The Case of the Ornery Coach
It's the last week of October, and all the traditional rites of fall seem to be in full swing. Pumpkins are making their way onto porches and leaves are [finally] starting to give up for the winter. And in the sports world, Major League Baseball is passing the baton of America's Seasonal Pastime (Non-CTE Division) to basketball. For millions of fans the true essence of basketball is not found in the NBA, where some teams intentionally lose. Instead, the heart of the game can be found in the 352 college campuses that make up the NCAA's top division. But as the season tips off, one of the most celebrated and decorated coaches in the college game's history will not be found on the sidelines. Instead, Rick Pitino, erstwhile head coach of the University of Louisville (and way before that, my beloved BU Terriers), has found himself the most prominent casualty of a bribery scandal sweeping college basketball.
The Federal complaint hides many identities, but among all the implicated colleges and coaches, none have caught the public's attention more than Louisville and Coach Pitino. The details of Pitino's alleged transgressions are still being uncovered, but at the very least the FBI has claimed that Louisville sponsor Adidas paid $100,000 to induce star recruit Brian Bowen to choose the Cardinals over fellow blueblood programs at Texas, Michigan State, UCLA, and others. There are disputes about the degree to which Pitino was directly involved in the bribery, but it doesn't look good. At the time Bowen surprised the basketball world by choosing his program, Pitino told the press "In my 40-some odd years of coaching, this is the luckiest I've ever been." A bold statement for somebody thought to be "Coach 2" in the FBI's complaint, a person alleged to have directed Adidas to pay Bowen. It's probably also worth noting that Adidas somewhat shadily pays Pitino millions of dollars a year.
This all seems like a great topic for This Week in Racketeering, but what does it have to do with torts? Well, following his dismissal, Coach Pitino filed a rather extraordinary federal civil complaint against Adidas in the Western District of Kentucky.
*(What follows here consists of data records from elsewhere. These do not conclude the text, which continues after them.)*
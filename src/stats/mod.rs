//! Aggregation and scoring over daily log snapshots.
//!
//! Everything here is pure: builders take an immutable slice of records plus
//! explicit parameters and recompute their view on every call.

pub mod aggregate;
mod dto;
pub mod handlers;
pub mod leaderboard;
pub mod range;
mod roster;
pub mod scoring;
pub mod series;
pub mod week;

use crate::state::AppState;
use axum::Router;

pub fn router() -> Router<AppState> {
    Router::new().merge(handlers::read_routes())
}
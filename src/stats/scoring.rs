use serde::{Deserialize, Serialize};

use super::aggregate::DayTotals;

const STEPS_PER_POINT: f64 = 500.0;
const WATER_PER_POINT: f64 = 500.0;
const PROTEIN_BONUS_GRAMS: f64 = 100.0;
const EXERCISE_BONUS_MINUTES: f64 = 30.0;
const GOAL_BONUS: u64 = 2;
const ACTIVE_DAY_BONUS: u64 = 5;

#[derive(Debug, Clone, Default, PartialEq, Serialize, Deserialize)]
#[serde(rename_all = "camelCase")]
pub struct ScoreResult {
    pub points: u64,
    pub exercise_minutes: f64,
    pub protein_grams: f64,
    pub calories_net: f64,
}

/// Points for a single day:
/// one per meal and per exercise, one per 500 steps and per 500 ml water,
/// +2 for reaching 100 g protein, +2 for 30 exercise minutes, and +5 once
/// if anything at all was logged.
pub fn score(totals: &DayTotals) -> ScoreResult {
    // float -> int casts saturate; keep the sum saturating too
    let mut points = (totals.meal_count as u64)
        .saturating_add(totals.exercise_count as u64)
        .saturating_add((totals.steps / STEPS_PER_POINT).floor() as u64)
        .saturating_add((totals.water / WATER_PER_POINT).floor() as u64);

    if totals.protein_grams >= PROTEIN_BONUS_GRAMS {
        points = points.saturating_add(GOAL_BONUS);
    }
    if totals.exercise_minutes >= EXERCISE_BONUS_MINUTES {
        points = points.saturating_add(GOAL_BONUS);
    }
    if is_active(totals) {
        points = points.saturating_add(ACTIVE_DAY_BONUS);
    }

    ScoreResult {
        points,
        exercise_minutes: totals.exercise_minutes,
        protein_grams: totals.protein_grams,
        calories_net: totals.intake_calories - totals.exercise_calories,
    }
}

pub fn is_active(totals: &DayTotals) -> bool {
    totals.meal_count > 0 || totals.exercise_count > 0 || totals.steps > 0.0 || totals.water > 0.0
}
The complaint alleges that Adidas did, in fact, funnel $100,000 to Bowen in order to secure his commitment to Louisville--but without Pitino's knowledge. In doing so, Pitino claims that "Adidas' outrageous and unlawful actions, and the public disclosure of those actions, have resulted in grave damage to Coach Pitino's public and private standing and reputation, causing him extreme embarrassment, humiliation, and emotional distress."
It practically goes without saying that this scandal has damaged Pitino's public standing and reputation. But it's still saying quite a lot, given that his program has recently been shown to provide recruits with prostitutes in order to secure their commitment. The more interesting component is the allegation of intentional infliction of emotional distress. The torts-nerds among you will know that, historically, there was a bar on recovery for emotional harm. Among other things, the theory was that emotional harm is difficult to prove and easy to feign. Still, the common law has adapted over the last 100 years to recognize that there are times when emotional harm is significant and should be compensable.
In our class, we focus on the negligent infliction of emotional distress (NEID), but here Pitino is claiming intentional infliction of emotional distress (IIED), or more specifically the slightly archaic variant, outrage. As he states in his complaint, "Kentucky recognizes the tort of outrage, which authorizes the recovery of damages from one who, by extreme and outrageous conduct, intentionally or recklessly causes emotional distress to another." Pitino states no other causes of action in his suit.
If that sounds like a potentially weak complaint to you, Pitino's lawyers anticipated that, going to great length to explain why outrage is his only option to right perceived wrongs:
"The tort of outrage is, of course, a gap-filler, meant to apply when no other traditional tort does. And no other traditional tort appears to apply here. Adidas could not have committed an employment-related tort, because it was not Coach Pitino's employer. It could not have committed a negligent tort, because its conduct, and that of its employees, was quite deliberate. It could not have engaged in tortious interference with a contract, because it had no desire to adversely affect Coach Pitino's contracts with his employer or others; on the contrary, Adidas' financial interests were best served by keeping its actions secret, and thus having no effect on Coach Pitino's contracts. It could not have defrauded Coach Pitino, because its fraudulent actions were directed at the University of Louisville, which provided a college scholarship to an ineligible recruit. And it could not be accused of unjust enrichment, because any enrichment it gained was not at Coach Pitino's expense." (Pitino Complaint)
That's basically an entire torts course in a paragraph, listing all the reasons Adidas could not be liable for a laundry list of torts. And so all that's left is outrage, "a gap-filler" whose vagueness is apparently a feature as well as a bug. Once upon a time, Lion of the Law™ William Prosser suggested (perhaps in jest) that Intentional Infliction of Emotional Distress/Outrage be instead called "orneriness." Given the facts of the Pitino case, including his past public dalliances with scandal and alleged role and financial interest in the underlying bribery, orneriness might indeed have been a better label for his suit. This Week in Torts wishes Coach Pitino the best of luck in his future endeavors.